Constant Acceleration Population

I couldn't sleep this morning. Woke up around 4am or so and just couldn't get my mind back to rest. That will make for a less than ideal day, but it had one significant positive. My brain was working on some useful ideas. The main one, and the one that finally pulled me out of bed to code it up, was to add a constant acceleration to my BasicPopulation. That sentence probably needs a bit of explanation.

My simulation code is rather modular. One of the more significant modules is an element called a population. The population keeps track of the bodies in the simulation and has logic in it to handle their movement, find collision times, process collisions, etc. I basically have two populations that I use. My ring simulations use what I call the GCPopulation. GC stands for guiding center. In this population, the particles don't move on straight lines. Instead, they follow guiding center motion which is a first order analytic solution to Hill's equations. This complicates collision finding, but has benefits that make it well worth while otherwise. Basically, the gravity of Saturn is implicit.

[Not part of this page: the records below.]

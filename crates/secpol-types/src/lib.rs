//! Stable DTOs and IDs used across the secpol workspace.
//!
//! This crate is intentionally boring:
//! - the closed set of inspection scopes
//! - issue and remediation records
//! - stable string IDs for policies and rules
//! - data types for the emitted report
//! - explain registry for remediation guidance

#![forbid(unsafe_code)]

pub mod explain;
pub mod ids;
pub mod issue;
pub mod receipt;
pub mod scope;

pub use explain::{Explanation, lookup_explanation};
pub use issue::{FixOutcome, Issue};
pub use receipt::{
    PolicyReport, RemediationRecord, ReportEnvelope, SCHEMA_REPORT_V1, SecpolData, SecpolReport,
    ToolMeta, Verdict,
};
pub use scope::Scope;
//! Render use cases: Markdown and terminal text from in-memory reports.

use crate::report::to_renderable;
use secpol_types::SecpolReport;

pub fn render_markdown(report: &SecpolReport) -> String {
    secpol_render::render_markdown(&to_renderable(report))
}

pub fn render_text(report: &SecpolReport) -> String {
    secpol_render::render_text(&to_renderable(report))
}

For general research purposes when I want to look at other types of systems I have created a "BasicPopulation". In this population particles travel on straight lines between collisions in the middle of a time step. I was using this for the simulations for Josh and I had a second force of constant acceleration in addition to the collision forcing.

This constant acceleration causes some issues numerically that are best resolved by taking small time steps. This is common in numerical integrations. The integration is more accurate if you take smaller time steps. The simulation also really grinds at the end when the particles are sitting right on top of one another in a close packed configuration. Part of the reason it grinds in this configuration is that the gravity force is applied as a kick at the beginning of the time step and all the particles are given a downward motion which then has to be canceled out by collisions propagating back up through them.

The thing about constant acceleration is that you really don't need a numerical integrator. There is a nice analytic solution to the motion, it is a parabola. So the idea was to create a population that uses that motion somewhat like the GCPopulation uses guiding center motion. When I turned this around in my head a bit (and didn't fall back asleep as a result) I realized that I didn't even need a new population. It's an easy addition to the BasicPopulation. How easy? Turns out to be one line. It was a little harder to make it so one other element of the simulation would work, but that wasn't too bad either. Now I'm testing it.

Why do I care? My hope is that at this will have a very helpful impact on the end of the simulation when all the particles are tight packed. Without the constant acceleration force the particles won't all be given a kick in the downward direction. Instead, they will follow a true parabola with a derivative of zero at apex. This should provide much nicer numerical behavior at that point and allow me to take larger time steps because I don't have to worry about numerical accuracy of the integration.

Now if I can just get that locking graph completed so I can drop a marble on the final configuration.